Tim Farron is the most under-rated politician in the UK today. I write this in France having just read Martin Kettle’s piece in The Guardian on the French presidential election and watched people voting in the first round. (I had taken my wife after her nearly six-month hospitalisation for an Easter break at our favourite hideaway when the election was announced by the PM. By the way I approved of two things the French do which we could with advantage copy: first they had outside each polling station large metal framed posters of the 11 candidates instead of the untidy rash of party billboards we encourage – the next day our local venue had them reduced to the two for the next round, Macron and Le Pen, the latter sporting a scrawled Hitler moustache; and second they conduct and announce the count at each station sending in the paper ballots just for safe keeping, resulting in much quicker announcements of the results.)
Kettle wrote about Macron’s likely success and speculating on the non-existent centre ground in British politics asserted that “Tim Farron isn’t strong enough”. On the surface that is undeniable. He heads a parliamentary group decimated at the last election and, for the first time, not even the third party in the Commons. He is relatively unknown; he looks too young (well, dammit, he is 46, while Macron is 39 and Canadian Liberal PM Justin Trudeau 45) and he has a quick-fire northern accent which does not always appeal to sections of the snobby media.
And yet, and yet, the omens are propitious. Matthew Parris in a recent remarkable Times article, which likely got him into trouble, wrote of a Conservative Party moving “steadily in a more aggressive, more nationalistic and hard-edged direction” which if he were a young man today he “would not join”. I have had a sneaking teeth-clenching acceptance of his political acumen ever since the day in 1986 when, on the eve of the by-election he had triggered in West Derbyshire by resigning as MP, David Owen and I had made a last-minute dash there because we had heard we were about to win, only to find that Parris had just announced po-faced to the media that Labour was doing worryingly well. Complete rubbish of course, but enough to stop wavering Labour voters and scare wobbly Tories – we lost by just 100 votes to Patrick McLoughlin.
And now we have Jeremy Corbyn’s Labour Party, buoyed by exactly the same rallies of the faithful which Michael Foot enjoyed, and misled him in the 1983 election campaign. As it happens I both like and admire Corbyn, having worked with him on all-party groups on obscure human rights causes like the Chagos Islanders and the Western Saharawis. But I concur with the received wisdom that potential leader of an ultra-left Labour government he is not.
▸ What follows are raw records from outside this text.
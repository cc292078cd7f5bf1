use std::future::Future;
use std::time::Duration;

use async_trait::async_trait;

use super::{
    PingRequest, PingResponse, PollRequest, PollResponse, RaftError, SyncRequest, SyncResponse,
};

/// Outbound RPCs to peers. Any error is treated by the caller as a
/// transport failure: a "no" for quorum purposes, never fatal.
#[async_trait]
pub trait RpcEndpoint: Send + Sync + 'static {
    async fn ping(&self, address: &str, request: PingRequest) -> Result<PingResponse, RaftError>;

    async fn poll(&self, address: &str, request: PollRequest) -> Result<PollResponse, RaftError>;

    async fn sync(&self, address: &str, request: SyncRequest) -> Result<SyncResponse, RaftError>;
}

/// Bounds an outbound call; an elapsed deadline is a transport failure.
pub(crate) async fn with_timeout<T, F>(timeout: Duration, call: F) -> Result<T, RaftError>
where
    F: Future<Output = Result<T, RaftError>>,
{
    tokio::time::timeout(timeout, call)
        .await
        .unwrap_or(Err(RaftError::Timeout))
}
So that brings us back to Tim Farron. I have known and highly regarded him since I first met him as leader of the student Liberals at Newcastle University. In 2005 he defeated a right-wing Tory MP by just 250 votes. At the next election in 2010 he jumped to a 12,000 majority, much of which he retained in the debacle in 2015. Twice he has persuaded me to address his annual constituency fundraising dinner saying “it is just over the border” – actually more than a 200 mile round trip over Hadrian’s Wall. I was deeply impressed by his hold on the good people of Cumbria. Indeed his election as party leader against Norman Lamb, who had been an excellent minister, was partly because party members wanted someone less identified with the post-Coalition disaster. He is a committed Christian, which I regard as a plus, and I do not understand the fuss about his alleged views on homosexuality or abortion since we have always accepted that these are matters of conscience for individual MP’s not for party diktat. His track record as MP showed him willing to oppose some of the errors of the party, especially the student fees fiasco. He is vehemently anti-Brexit.
My mind goes back to my first election as leader in 1979. I was an unknown compared to the previous leaders Jo Grimond and Jeremy Thorpe, and party morale was destroyed by the trial of the latter [Thorpe was accused of trying to murder a former friend, but was acquitted].
Our opinion polls peaked at a miserable 8 per cent. The Daily Express forecast we would be reduced to two MPs and I took a similar bet against the Commons bookie Ian Mikardo MP. Then we won the by-election at Liverpool Edge Hill just as we have now won Richmond.
The difference is that Richmond has been accompanied by scores of local election wins in unlikely places and a leap in party membership.
In the 1979 campaign we snatched survival out of the jaws of catastrophe. I am confident that Tim Farron will do much better, especially when the prospect of an unassailable Tory majority sinks in. Watch this space.
Lord Steel of Aikwood was leader of the Liberal Party 1976-88.